Saved entries:
>>>>

//! PostgreSQL dialect, loaded with `psql`.
//!
//! Data is loaded with `COPY ... FROM STDIN ... CSV`, so the dump streams rows
//! as CSV between the `COPY` statement and the `\.` end marker.

use std::io::Write;

use csv::{Terminator, WriterBuilder};
use tracing::debug;

use crate::document::{PredicateExpr, TypePatternSpec};
use crate::error::Result;

use super::{QueryEngine, RowIter};

const LINE_TERMINATOR: &str = "\n";

/// Line ending the `COPY` data stream.
const END_OF_DATA: &str = "\\.";

/// The PostgreSQL engine.
#[derive(Debug, Clone, Copy, Default)]
pub struct PostgreSql;

/// Returns the default PostgreSQL type pattern.
///
/// Integers with a leading zero are kept as text, since the zero would be lost
/// on load. Integers outside the `INTEGER` range fall through to
/// `DOUBLE PRECISION`.
///
/// ```rust
/// use csv2sql::engines::postgresql;
///
/// let names: Vec<_> = postgresql::type_patterns()
///     .into_iter()
///     .filter_map(|pattern| pattern.typename)
///     .collect();
/// assert_eq!(names, vec!["INTEGER", "DOUBLE PRECISION", "VARCHAR(255)", "TEXT"]);
/// ```
pub fn type_patterns() -> Vec<TypePatternSpec> {
    let no_leading_zero =
        || PredicateExpr::new("not", vec![PredicateExpr::new("match", "^0[0-9]+")]);
    vec![
        TypePatternSpec::new(
            "INTEGER",
            PredicateExpr::new(
                "all-of",
                vec![
                    PredicateExpr::new("compatible", "int"),
                    no_leading_zero(),
                    PredicateExpr::new("greater-than-or-equal-to", i64::from(i32::MIN)),
                    PredicateExpr::new("less-than-or-equal-to", i64::from(i32::MAX)),
                ],
            ),
        ),
        TypePatternSpec::new(
            "DOUBLE PRECISION",
            PredicateExpr::new(
                "all-of",
                vec![PredicateExpr::new("compatible", "float"), no_leading_zero()],
            ),
        ),
        TypePatternSpec::new("VARCHAR(255)", PredicateExpr::new("shorter-than", 255_i64)),
        TypePatternSpec::new("TEXT", PredicateExpr::bare("any")),
    ]
}

/// Quotes an identifier, doubling embedded double quotes.
pub fn quote_identifier(name: &str) -> String {
    format!("\"{}\"", name.replace('"', "\"\""))
}

/// Quotes a string literal, doubling embedded single quotes.
pub fn quote_literal(value: &str) -> String {
    format!("'{}'", value.replace('\'', "''"))
}

fn is_end_of_data(row: &[String]) -> bool {
    matches!(row, [field] if field == END_OF_DATA)
}

impl QueryEngine for PostgreSql {
    fn name(&self) -> &'static str {
        "psql"
    }

    fn type_patterns(&self) -> Vec<TypePatternSpec> {
        type_patterns()
    }

    fn write_schema_statement(
        &self,
        out: &mut dyn Write,
        table_name: &str,
        columns: &[(String, String)],
        rebuild: bool,
    ) -> Result<()> {
        if rebuild {
            write!(out, "DROP TABLE IF EXISTS {table_name};{LINE_TERMINATOR}")?;
        }

        write!(out, "CREATE TABLE {table_name} ({LINE_TERMINATOR}")?;
        for (index, (column_name, type_name)) in columns.iter().enumerate() {
            if index != 0 {
                write!(out, ",{LINE_TERMINATOR}")?;
            }
            write!(out, "  {} {type_name}", quote_identifier(column_name))?;
        }
        write!(out, "{LINE_TERMINATOR});{LINE_TERMINATOR}")?;
        Ok(())
    }

    fn write_insert_statement(
        &self,
        out: &mut dyn Write,
        table_name: &str,
        rows: &mut RowIter<'_>,
        null_value: &str,
        rebuild: bool,
    ) -> Result<()> {
        if rebuild {
            write!(out, "TRUNCATE TABLE {table_name};{LINE_TERMINATOR}")?;
        }
        write!(
            out,
            "COPY {table_name} FROM STDIN WITH NULL {} CSV;{LINE_TERMINATOR}",
            quote_literal(null_value)
        )?;

        let builder = {
            let mut builder = WriterBuilder::new();
            builder.terminator(Terminator::Any(b'\n')).flexible(true);
            builder
        };

        let mut writer = builder.from_writer(out);
        let mut row_count = 0usize;
        for row in rows {
            let row = row?;
            if is_end_of_data(&row) {
                // A bare `\.` line would end the COPY stream early.
                let out = writer.into_inner().map_err(|e| e.into_error())?;
                write!(out, "\"{END_OF_DATA}\"{LINE_TERMINATOR}")?;
                writer = builder.from_writer(out);
            } else {
                writer.write_record(&row)?;
            }
            row_count += 1;
        }
        let out = writer.into_inner().map_err(|e| e.into_error())?;
        write!(out, "{END_OF_DATA}{LINE_TERMINATOR}")?;
        debug!(rows = row_count, table = table_name, "Wrote COPY data");
        Ok(())
    }
}

#[cfg(test)]
mod tests {
    use super::*;
    use crate::inference::compile_patterns;

    fn rows(data: &[&[&str]]) -> Vec<Result<Vec<String>>> {
        data.iter()
            .map(|row| Ok(row.iter().map(|field| field.to_string()).collect()))
            .collect()
    }

    fn schema(columns: &[(&str, &str)], rebuild: bool) -> String {
        let columns: Vec<(String, String)> = columns
            .iter()
            .map(|(name, typename)| (name.to_string(), typename.to_string()))
            .collect();
        let mut out = Vec::new();
        PostgreSql
            .write_schema_statement(&mut out, "users", &columns, rebuild)
            .unwrap();
        String::from_utf8(out).unwrap()
    }

    fn insert(data: &[&[&str]], null_value: &str, rebuild: bool) -> String {
        let mut out = Vec::new();
        let mut rows = rows(data).into_iter();
        PostgreSql
            .write_insert_statement(&mut out, "users", &mut rows, null_value, rebuild)
            .unwrap();
        String::from_utf8(out).unwrap()
    }

    #[test]
    fn test_default_patterns_compile() {
        let patterns = compile_patterns(&type_patterns()).unwrap();
        let accepting = |value: &str| {
            patterns
                .iter()
                .find(|pattern| pattern.accepts(value))
                .map(|pattern| pattern.typename().to_string())
                .unwrap()
        };
        assert_eq!(accepting("0"), "INTEGER");
        assert_eq!(accepting("-2147483648"), "INTEGER");
        assert_eq!(accepting("2147483647"), "INTEGER");
        assert_eq!(accepting("2147483648"), "DOUBLE PRECISION");
        assert_eq!(accepting("1.5"), "DOUBLE PRECISION");
        assert_eq!(accepting("007"), "VARCHAR(255)");
        assert_eq!(accepting("k1"), "VARCHAR(255)");
        assert_eq!(accepting(&"x".repeat(255)), "TEXT");
    }

    #[test]
    fn test_type_patterns_are_fresh_copies() {
        let mut first = type_patterns();
        first[0].typename = Some("BIGINT".to_string());
        assert_eq!(type_patterns()[0].typename.as_deref(), Some("INTEGER"));
    }

    #[test]
    fn test_schema_statement() {
        assert_eq!(
            schema(&[("id", "INTEGER"), ("name", "TEXT")], false),
            "CREATE TABLE users (\n  \"id\" INTEGER,\n  \"name\" TEXT\n);\n"
        );
    }

    #[test]
    fn test_schema_statement_with_rebuild() {
        assert_eq!(
            schema(&[("id", "INTEGER")], true),
            "DROP TABLE IF EXISTS users;\nCREATE TABLE users (\n  \"id\" INTEGER\n);\n"
        );
    }

    #[test]
    fn test_schema_quotes_column_names() {
        let sql = schema(&[("say \"hi\"", "TEXT")], false);
        assert!(sql.contains("  \"say \"\"hi\"\"\" TEXT"), "{sql}");
    }

    #[test]
    fn test_insert_statement() {
        assert_eq!(
            insert(&[&["k1", "0"], &["k2", "a,b"]], "", false),
            "COPY users FROM STDIN WITH NULL '' CSV;\nk1,0\nk2,\"a,b\"\n\\.\n"
        );
    }

    #[test]
    fn test_insert_statement_with_rebuild_and_null() {
        assert_eq!(
            insert(&[&["1"]], "it's null", true),
            "TRUNCATE TABLE users;\nCOPY users FROM STDIN WITH NULL 'it''s null' CSV;\n1\n\\.\n"
        );
    }

    #[test]
    fn test_insert_escapes_end_of_data_row() {
        assert_eq!(
            insert(&[&["a"], &["\\."], &["b", "\\."]], "", false),
            "COPY users FROM STDIN WITH NULL '' CSV;\na\n\"\\.\"\nb,\\.\n\\.\n"
        );
    }

    #[test]
    fn test_insert_quotes_embedded_newlines_and_quotes() {
        let sql = insert(&[&["line1\nline2", "say \"hi\""]], "", false);
        assert!(
            sql.contains("\"line1\nline2\",\"say \"\"hi\"\"\"\n"),
            "{sql}"
        );
    }

    #[test]
    fn test_insert_propagates_row_errors() {
        let mut out = Vec::new();
        let mut rows = vec![
            Ok(vec!["1".to_string()]),
            Err(crate::error::Csv2SqlError::type_inference("boom")),
        ]
        .into_iter();
        let err = PostgreSql
            .write_insert_statement(&mut out, "users", &mut rows, "", false)
            .unwrap_err();
        assert!(err.to_string().contains("boom"));
    }
}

<<<<

Where a line of the data includes the string "index", list that line.

- _ANSWER FOR THIS EXERCISE_:
        for (index, (column_name, type_name)) in columns.iter().enumerate() {
            if index != 0 {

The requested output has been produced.